┌──

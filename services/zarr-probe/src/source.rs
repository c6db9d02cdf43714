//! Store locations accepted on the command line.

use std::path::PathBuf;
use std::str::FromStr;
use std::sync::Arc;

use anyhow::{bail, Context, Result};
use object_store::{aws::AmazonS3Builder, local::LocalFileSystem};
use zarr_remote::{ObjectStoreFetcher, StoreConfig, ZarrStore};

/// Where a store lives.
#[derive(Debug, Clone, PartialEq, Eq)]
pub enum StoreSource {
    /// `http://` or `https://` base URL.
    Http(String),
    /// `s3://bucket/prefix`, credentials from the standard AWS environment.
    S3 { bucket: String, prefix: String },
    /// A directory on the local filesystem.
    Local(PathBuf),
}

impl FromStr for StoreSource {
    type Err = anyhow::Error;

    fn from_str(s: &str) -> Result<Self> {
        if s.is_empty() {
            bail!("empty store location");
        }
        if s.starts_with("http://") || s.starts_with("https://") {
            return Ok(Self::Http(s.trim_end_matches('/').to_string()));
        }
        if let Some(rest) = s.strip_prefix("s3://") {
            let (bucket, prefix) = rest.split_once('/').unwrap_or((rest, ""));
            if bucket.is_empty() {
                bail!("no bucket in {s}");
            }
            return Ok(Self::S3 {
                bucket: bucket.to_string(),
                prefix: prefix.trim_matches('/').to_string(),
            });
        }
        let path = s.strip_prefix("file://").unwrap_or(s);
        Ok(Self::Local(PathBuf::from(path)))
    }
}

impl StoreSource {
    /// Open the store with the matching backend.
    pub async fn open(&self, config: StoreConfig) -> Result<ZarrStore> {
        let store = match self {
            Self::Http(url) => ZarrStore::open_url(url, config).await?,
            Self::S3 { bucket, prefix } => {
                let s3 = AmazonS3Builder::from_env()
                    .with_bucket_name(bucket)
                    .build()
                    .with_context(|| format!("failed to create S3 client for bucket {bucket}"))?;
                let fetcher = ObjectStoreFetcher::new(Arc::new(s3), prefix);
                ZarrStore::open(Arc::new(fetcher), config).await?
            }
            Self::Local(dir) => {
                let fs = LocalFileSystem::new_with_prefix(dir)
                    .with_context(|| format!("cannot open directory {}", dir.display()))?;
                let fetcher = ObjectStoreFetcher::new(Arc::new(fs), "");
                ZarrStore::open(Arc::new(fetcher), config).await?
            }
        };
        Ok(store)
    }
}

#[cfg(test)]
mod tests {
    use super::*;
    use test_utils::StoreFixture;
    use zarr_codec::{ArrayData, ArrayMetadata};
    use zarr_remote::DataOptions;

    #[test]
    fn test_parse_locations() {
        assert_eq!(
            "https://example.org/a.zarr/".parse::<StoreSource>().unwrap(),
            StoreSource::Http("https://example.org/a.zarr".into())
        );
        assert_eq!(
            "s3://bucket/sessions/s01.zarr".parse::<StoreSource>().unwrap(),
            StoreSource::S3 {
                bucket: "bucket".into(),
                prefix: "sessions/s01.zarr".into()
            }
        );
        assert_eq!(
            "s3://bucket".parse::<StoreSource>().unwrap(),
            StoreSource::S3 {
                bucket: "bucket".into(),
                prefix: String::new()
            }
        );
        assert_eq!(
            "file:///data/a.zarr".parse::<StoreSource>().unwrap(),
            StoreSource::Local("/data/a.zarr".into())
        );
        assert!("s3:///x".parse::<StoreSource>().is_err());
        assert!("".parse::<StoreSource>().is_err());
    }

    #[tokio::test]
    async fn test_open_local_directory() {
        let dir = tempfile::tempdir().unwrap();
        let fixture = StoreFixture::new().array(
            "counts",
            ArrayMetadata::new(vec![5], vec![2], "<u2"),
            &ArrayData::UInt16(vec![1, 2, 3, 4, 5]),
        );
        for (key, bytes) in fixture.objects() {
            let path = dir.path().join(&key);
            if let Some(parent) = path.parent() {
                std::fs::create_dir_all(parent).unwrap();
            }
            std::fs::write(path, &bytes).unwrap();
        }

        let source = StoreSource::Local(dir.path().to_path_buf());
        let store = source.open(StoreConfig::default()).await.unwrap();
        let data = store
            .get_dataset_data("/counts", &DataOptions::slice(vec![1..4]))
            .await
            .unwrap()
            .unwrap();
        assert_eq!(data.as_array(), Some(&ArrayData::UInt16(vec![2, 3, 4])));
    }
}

└──

Task objective -> In the listing above, how many lines hold the string "StoreFixture"? Only the number is to be reported.

Solved exercise -> 2